3. Access to more self-service
Customers want choice. They want to be able to take care of routine and straightforward interactions themselves, and get fast and efficient help for more complex enquiries.
Implementing this is not hard. It just takes research, planning and testing to get it right.
- Review common customer interactions to determine what can be automated.
- Map the customer journey to see when to offer self-service.
- Plan automated workflows to ensure self-service is executed efficiently.
- Decide how many ways you can deliver self-service – eg: via IVR, mobile customer experience, website knowledge base, automated emails, webchat or AI.
Automating certain processes definitely enhances the customer experience because you’re empowering your customers to take control of some of their needs. Offering really efficient self-service shows that you are committed to making customer service easier and faster.
But it’s as equally important to ensure that caring and effective help from a real person is also available when it’s most needed.
4. Customer Service that is delivered when and how they prefer
Whether your customers are millennials, Gen Xers, or baby boomers, they all have preferred ways and times when they want to communicate with you. You must deliver the service your customers want using the channels they prefer, when they want it. It’s simply too easy now for the customer to complain publicly, and to go elsewhere.

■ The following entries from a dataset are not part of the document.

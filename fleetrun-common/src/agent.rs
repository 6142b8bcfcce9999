//! The agent's `bridge once` command surface.
//!
//! Every logical operation renders to exactly one line:
//! `<agent> bridge once --test-mode --debug --function <name> [--flag value]...`.
//! Success means exit 0, no `level=error|fatal` line and no
//! "unknown function" marker.

use crate::errors::ExecError;
use crate::exec::{ExecResult, RemoteExecutor};
use crate::transport::{ProcessRunner, ShellRunner};
use regex::Regex;
use serde::Serialize;
use std::borrow::Cow;
use std::fmt;
use std::sync::LazyLock;
use std::time::Duration;
use tracing::{debug, warn};

/// Closed set of agent operations.
#[derive(Debug, Clone, Copy, PartialEq, Eq, Hash, Serialize)]
#[serde(rename_all = "snake_case")]
pub enum AgentFunction {
    Ping,
    Nop,
    DatastoreInit,
    RepositoryNew,
    RepositoryRm,
    RepositoryMount,
    RepositoryUnmount,
    RepositoryUp,
    RepositoryDown,
    RepositoryStatus,
    DaemonSetup,
    DaemonTeardown,
    DaemonStart,
    DaemonStop,
    DaemonStatus,
    ContainerStart,
    ContainerStop,
    ContainerList,
    CephPoolCreate,
    CephPoolDelete,
    CephImageCreate,
    CephImageDelete,
    CephSnapshotCreate,
    CephSnapshotDelete,
    CephSnapshotProtect,
    CephSnapshotUnprotect,
    CephCloneCreate,
    CephCloneDelete,
    CephCloneMount,
    CephCloneUnmount,
    CheckpointCreate,
    CheckpointRestore,
}

impl AgentFunction {
    pub const ALL: [AgentFunction; 32] = [
        AgentFunction::Ping,
        AgentFunction::Nop,
        AgentFunction::DatastoreInit,
        AgentFunction::RepositoryNew,
        AgentFunction::RepositoryRm,
        AgentFunction::RepositoryMount,
        AgentFunction::RepositoryUnmount,
        AgentFunction::RepositoryUp,
        AgentFunction::RepositoryDown,
        AgentFunction::RepositoryStatus,
        AgentFunction::DaemonSetup,
        AgentFunction::DaemonTeardown,
        AgentFunction::DaemonStart,
        AgentFunction::DaemonStop,
        AgentFunction::DaemonStatus,
        AgentFunction::ContainerStart,
        AgentFunction::ContainerStop,
        AgentFunction::ContainerList,
        AgentFunction::CephPoolCreate,
        AgentFunction::CephPoolDelete,
        AgentFunction::CephImageCreate,
        AgentFunction::CephImageDelete,
        AgentFunction::CephSnapshotCreate,
        AgentFunction::CephSnapshotDelete,
        AgentFunction::CephSnapshotProtect,
        AgentFunction::CephSnapshotUnprotect,
        AgentFunction::CephCloneCreate,
        AgentFunction::CephCloneDelete,
        AgentFunction::CephCloneMount,
        AgentFunction::CephCloneUnmount,
        AgentFunction::CheckpointCreate,
        AgentFunction::CheckpointRestore,
    ];

    /// Name passed to `--function`.
    pub fn name(self) -> &'static str {
        match self {
            AgentFunction::Ping => "ping",
            AgentFunction::Nop => "nop",
            AgentFunction::DatastoreInit => "datastore_init",
            AgentFunction::RepositoryNew => "repository_new",
            AgentFunction::RepositoryRm => "repository_rm",
            AgentFunction::RepositoryMount => "repository_mount",
            AgentFunction::RepositoryUnmount => "repository_unmount",
            AgentFunction::RepositoryUp => "repository_up",
            AgentFunction::RepositoryDown => "repository_down",
            AgentFunction::RepositoryStatus => "repository_status",
            AgentFunction::DaemonSetup => "daemon_setup",
            AgentFunction::DaemonTeardown => "daemon_teardown",
            AgentFunction::DaemonStart => "daemon_start",
            AgentFunction::DaemonStop => "daemon_stop",
            AgentFunction::DaemonStatus => "daemon_status",
            AgentFunction::ContainerStart => "container_start",
            AgentFunction::ContainerStop => "container_stop",
            AgentFunction::ContainerList => "container_list",
            AgentFunction::CephPoolCreate => "ceph_pool_create",
            AgentFunction::CephPoolDelete => "ceph_pool_delete",
            AgentFunction::CephImageCreate => "ceph_image_create",
            AgentFunction::CephImageDelete => "ceph_image_delete",
            AgentFunction::CephSnapshotCreate => "ceph_snapshot_create",
            AgentFunction::CephSnapshotDelete => "ceph_snapshot_delete",
            AgentFunction::CephSnapshotProtect => "ceph_snapshot_protect",
            AgentFunction::CephSnapshotUnprotect => "ceph_snapshot_unprotect",
            AgentFunction::CephCloneCreate => "ceph_clone_create",
            AgentFunction::CephCloneDelete => "ceph_clone_delete",
            AgentFunction::CephCloneMount => "ceph_clone_mount",
            AgentFunction::CephCloneUnmount => "ceph_clone_unmount",
            AgentFunction::CheckpointCreate => "checkpoint_create",
            AgentFunction::CheckpointRestore => "checkpoint_restore",
        }
    }

    pub fn from_name(name: &str) -> Option<Self> {
        Self::ALL.into_iter().find(|f| f.name() == name)
    }

    /// Output markers that turn a failure of this operation into success.
    ///
    /// Stopping or unmounting something already stopped or unmounted is
    /// tolerated. Deletes are strict.
    pub fn tolerated_failures(self) -> &'static [&'static str] {
        match self {
            AgentFunction::CephCloneUnmount => &["not mounted", "already unmounted"],
            AgentFunction::CephSnapshotUnprotect => &["not protected"],
            AgentFunction::DaemonStop => &["not running"],
            AgentFunction::ContainerStop => &["not running", "No such container"],
            AgentFunction::RepositoryUnmount => &["not mounted"],
            _ => &[],
        }
    }

    /// Whether a failed `result` carries one of the tolerated markers.
    pub fn tolerates(self, result: &ExecResult) -> bool {
        let markers = self.tolerated_failures();
        !markers.is_empty() && {
            let output = result.combined_output();
            markers.iter().any(|m| output.contains(m))
        }
    }
}

impl fmt::Display for AgentFunction {
    fn fmt(&self, f: &mut fmt::Formatter<'_>) -> fmt::Result {
        f.write_str(self.name())
    }
}

/// Builder for one agent command line.
#[derive(Debug, Clone, PartialEq, Eq)]
pub struct AgentInvocation {
    agent_bin: String,
    function: AgentFunction,
    flags: Vec<(String, Option<String>)>,
}

impl AgentInvocation {
    pub fn new(agent_bin: impl Into<String>, function: AgentFunction) -> Self {
        Self {
            agent_bin: agent_bin.into(),
            function,
            flags: Vec::new(),
        }
    }

    pub fn function(&self) -> AgentFunction {
        self.function
    }

    /// `--name value`; the value is shell-quoted when needed.
    pub fn flag(mut self, name: &str, value: impl ToString) -> Self {
        self.flags.push((name.to_string(), Some(value.to_string())));
        self
    }

    pub fn flag_opt(self, name: &str, value: Option<impl ToString>) -> Self {
        match value {
            Some(v) => self.flag(name, v),
            None => self,
        }
    }

    /// Bare `--name`.
    pub fn switch(mut self, name: &str) -> Self {
        self.flags.push((name.to_string(), None));
        self
    }

    pub fn render(&self) -> String {
        let mut line = format!(
            "{} bridge once --test-mode --debug --function {}",
            self.agent_bin,
            self.function.name()
        );
        for (name, value) in &self.flags {
            line.push_str(" --");
            line.push_str(name);
            if let Some(value) = value {
                line.push(' ');
                line.push_str(&shell_escape::unix::escape(Cow::Borrowed(value.as_str())));
            }
        }
        line
    }
}

impl fmt::Display for AgentInvocation {
    fn fmt(&self, f: &mut fmt::Formatter<'_>) -> fmt::Result {
        f.write_str(&self.render())
    }
}

static ERROR_LINE: LazyLock<Option<Regex>> =
    LazyLock::new(|| Regex::new(r"(?m)\blevel=(error|fatal)\b").ok());

const UNKNOWN_FUNCTION_MARKER: &str = "unknown function";

/// Interpretation of one agent run.
#[derive(Debug, Clone, Copy, PartialEq, Eq, Serialize)]
#[serde(rename_all = "snake_case")]
pub enum AgentOutcome {
    Success,
    Failed,
    /// The agent build under test does not know this function.
    Unsupported,
}

impl AgentOutcome {
    pub fn classify(result: &ExecResult) -> Self {
        let output = result.combined_output();
        if output.to_ascii_lowercase().contains(UNKNOWN_FUNCTION_MARKER) {
            return AgentOutcome::Unsupported;
        }
        if result.success() && !has_error_line(&output) {
            AgentOutcome::Success
        } else {
            AgentOutcome::Failed
        }
    }
}

/// A logfmt `level=error|fatal` line, or a JSON log line whose `level`
/// is error or fatal.
fn has_error_line(output: &str) -> bool {
    if ERROR_LINE.as_ref().is_some_and(|re| re.is_match(output)) {
        return true;
    }
    output
        .lines()
        .map(str::trim)
        .filter(|l| l.starts_with('{'))
        .filter_map(|l| serde_json::from_str::<serde_json::Value>(l).ok())
        .any(|v| {
            v.get("level").and_then(|l| l.as_str()).is_some_and(|l| {
                l.eq_ignore_ascii_case("error") || l.eq_ignore_ascii_case("fatal")
            })
        })
}

/// Result of one agent call.
#[derive(Debug, Clone, PartialEq, Eq)]
pub struct AgentCall {
    pub function: AgentFunction,
    pub result: ExecResult,
    pub outcome: AgentOutcome,
}

impl AgentCall {
    fn new(function: AgentFunction, result: ExecResult) -> Self {
        let outcome = AgentOutcome::classify(&result);
        Self {
            function,
            result,
            outcome,
        }
    }

    pub fn succeeded(&self) -> bool {
        self.outcome == AgentOutcome::Success
    }

    /// Success, or a failure this function declares harmless.
    pub fn succeeded_or_tolerated(&self) -> bool {
        self.succeeded()
            || (self.outcome == AgentOutcome::Failed && self.function.tolerates(&self.result))
    }

    /// One-line description for error lists.
    pub fn failure_summary(&self) -> String {
        let detail = self
            .result
            .stderr
            .lines()
            .rev()
            .find(|l| !l.trim().is_empty())
            .or_else(|| self.result.stdout.lines().rev().find(|l| !l.trim().is_empty()))
            .unwrap_or("no output")
            .trim();
        format!(
            "{} {:?} (exit {}): {}",
            self.function, self.outcome, self.result.exit_code, detail
        )
    }
}

/// Issues agent calls on the executor's relay target.
#[derive(Debug, Clone)]
pub struct AgentClient<R: ProcessRunner = ShellRunner> {
    executor: RemoteExecutor<R>,
    datastore_path: Option<String>,
    network_id: Option<u32>,
    timeout: Option<Duration>,
}

impl<R: ProcessRunner> AgentClient<R> {
    /// `executor` should already carry a target (see
    /// [`RemoteExecutor::with_target`]); calls fail with
    /// [`ExecError::NoTarget`] otherwise.
    pub fn new(executor: RemoteExecutor<R>) -> Self {
        Self {
            executor,
            datastore_path: None,
            network_id: None,
            timeout: None,
        }
    }

    /// Added as `--datastore-path` to every call.
    pub fn with_datastore_path(mut self, path: impl Into<String>) -> Self {
        self.datastore_path = Some(path.into());
        self
    }

    /// Added as `--network-id` to every call.
    pub fn with_network_id(mut self, network_id: u32) -> Self {
        self.network_id = Some(network_id);
        self
    }

    /// Per-call timeout; the executor default applies otherwise.
    pub fn with_timeout(mut self, timeout: Duration) -> Self {
        self.timeout = Some(timeout);
        self
    }

    pub fn executor(&self) -> &RemoteExecutor<R> {
        &self.executor
    }

    pub fn target(&self) -> Option<&str> {
        self.executor.target()
    }

    /// Start an invocation with the client-wide flags already applied.
    pub fn invocation(&self, function: AgentFunction) -> AgentInvocation {
        AgentInvocation::new(self.executor.config().agent_bin.clone(), function)
            .flag_opt("datastore-path", self.datastore_path.as_deref())
            .flag_opt("network-id", self.network_id)
    }

    /// Run through the relay to the target.
    pub async fn call(&self, invocation: &AgentInvocation) -> Result<AgentCall, ExecError> {
        let result = self
            .executor
            .execute_via_relay(&invocation.render(), self.timeout)
            .await?;
        Ok(self.finish(invocation.function(), result))
    }

    /// Run single-hop on `host`, bypassing the relay.
    pub async fn call_on(
        &self,
        host: &str,
        invocation: &AgentInvocation,
    ) -> Result<AgentCall, ExecError> {
        let result = self
            .executor
            .execute(host, &invocation.render(), self.timeout)
            .await?;
        Ok(self.finish(invocation.function(), result))
    }

    fn finish(&self, function: AgentFunction, result: ExecResult) -> AgentCall {
        let call = AgentCall::new(function, result);
        match call.outcome {
            AgentOutcome::Success => debug!(function = %function, "Agent call succeeded"),
            AgentOutcome::Unsupported => {
                warn!(function = %function, "Agent build does not support function")
            }
            AgentOutcome::Failed => debug!(
                function = %function,
                exit_code = call.result.exit_code,
                "Agent call failed"
            ),
        }
        call
    }

    /// Whether the agent on the target knows `function`.
    pub async fn accepts(&self, function: AgentFunction) -> Result<bool, ExecError> {
        let call = self.call(&self.invocation(function)).await?;
        Ok(call.outcome != AgentOutcome::Unsupported)
    }

    /// First line of `<agent> version` on the target.
    pub async fn version(&self) -> Result<Option<String>, ExecError> {
        let command = format!("{} version", self.executor.config().agent_bin);
        let result = self.executor.execute_via_relay(&command, self.timeout).await?;
        if !result.success() {
            return Ok(None);
        }
        Ok(result
            .stdout
            .lines()
            .map(str::trim)
            .find(|l| !l.is_empty())
            .map(str::to_string))
    }
}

A CMO Council and SAP Hybris study found that customers like to engage across lots of different channels, but when there is a problem, they want immediate human attention.
The study identified that the 3 most important needs are:
- Fast help
- Consistency on all channels
- Knowledgeable staff who are readily available
How can contact centres do this?
- By configuring your contact centre platform and workflows to deliver advanced call queuing and intelligent routing and IVR, to provide faster, more efficient service.
- By using a contact centre platform that efficiently handles different communication channels as needed, whether it’s text, call, email, chat, or social media.
- By giving your teams the training, tools and data access they need to provide really helpful service
- To free up agent time through the deployment of machine learning software and systems throughout your business to provide intelligent support, better quality self-service options and to automate certain processes.
Bring on the challenge
Helping contact centres to deliver the level of Customer Experience that today’s customers really want, can be challenging. Success depends on wholehearted management and team commitment to a CX culture, and embracing new technology. It is incredibly rewarding for us when our contact centre clients first see the marked improvement in their important metrics, particularly customer loyalty.
We are very excited about helping more contact centres overcome the challenges and experience the significant benefits of delivering better customer experiences in 2018.